About this exercise:
From the entries that follow, report every line in which "Result" occurs.

_ _ _ _

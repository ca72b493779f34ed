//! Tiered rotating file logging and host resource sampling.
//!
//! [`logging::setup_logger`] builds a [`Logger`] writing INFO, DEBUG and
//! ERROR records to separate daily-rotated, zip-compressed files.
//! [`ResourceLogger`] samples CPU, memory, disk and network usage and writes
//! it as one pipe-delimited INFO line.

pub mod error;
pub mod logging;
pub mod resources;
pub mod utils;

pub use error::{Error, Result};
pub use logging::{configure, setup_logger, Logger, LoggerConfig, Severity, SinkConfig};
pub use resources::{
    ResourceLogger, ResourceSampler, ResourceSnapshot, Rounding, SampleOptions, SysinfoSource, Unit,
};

_ _ _ _

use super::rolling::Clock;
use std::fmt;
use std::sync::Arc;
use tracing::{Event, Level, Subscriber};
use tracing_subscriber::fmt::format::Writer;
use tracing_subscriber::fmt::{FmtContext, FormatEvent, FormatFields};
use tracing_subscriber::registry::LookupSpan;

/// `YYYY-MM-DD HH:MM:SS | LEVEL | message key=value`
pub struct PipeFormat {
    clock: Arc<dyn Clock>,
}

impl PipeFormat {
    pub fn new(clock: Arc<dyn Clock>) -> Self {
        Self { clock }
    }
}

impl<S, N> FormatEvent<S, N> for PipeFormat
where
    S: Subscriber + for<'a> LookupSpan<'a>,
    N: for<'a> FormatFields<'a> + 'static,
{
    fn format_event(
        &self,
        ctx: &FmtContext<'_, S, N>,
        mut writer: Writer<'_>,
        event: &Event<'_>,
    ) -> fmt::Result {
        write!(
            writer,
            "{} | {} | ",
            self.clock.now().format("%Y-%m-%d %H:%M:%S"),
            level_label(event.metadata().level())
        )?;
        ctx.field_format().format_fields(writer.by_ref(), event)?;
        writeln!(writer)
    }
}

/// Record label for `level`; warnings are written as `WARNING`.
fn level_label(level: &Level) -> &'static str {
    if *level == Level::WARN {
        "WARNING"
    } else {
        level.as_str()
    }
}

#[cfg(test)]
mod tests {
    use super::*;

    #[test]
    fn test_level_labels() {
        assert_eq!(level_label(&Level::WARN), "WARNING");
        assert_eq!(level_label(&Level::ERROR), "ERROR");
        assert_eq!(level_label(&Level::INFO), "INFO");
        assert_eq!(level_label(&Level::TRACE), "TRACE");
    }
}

_ _ _ _

Reply:
pub use error::{Error, Result};
    ) -> fmt::Result {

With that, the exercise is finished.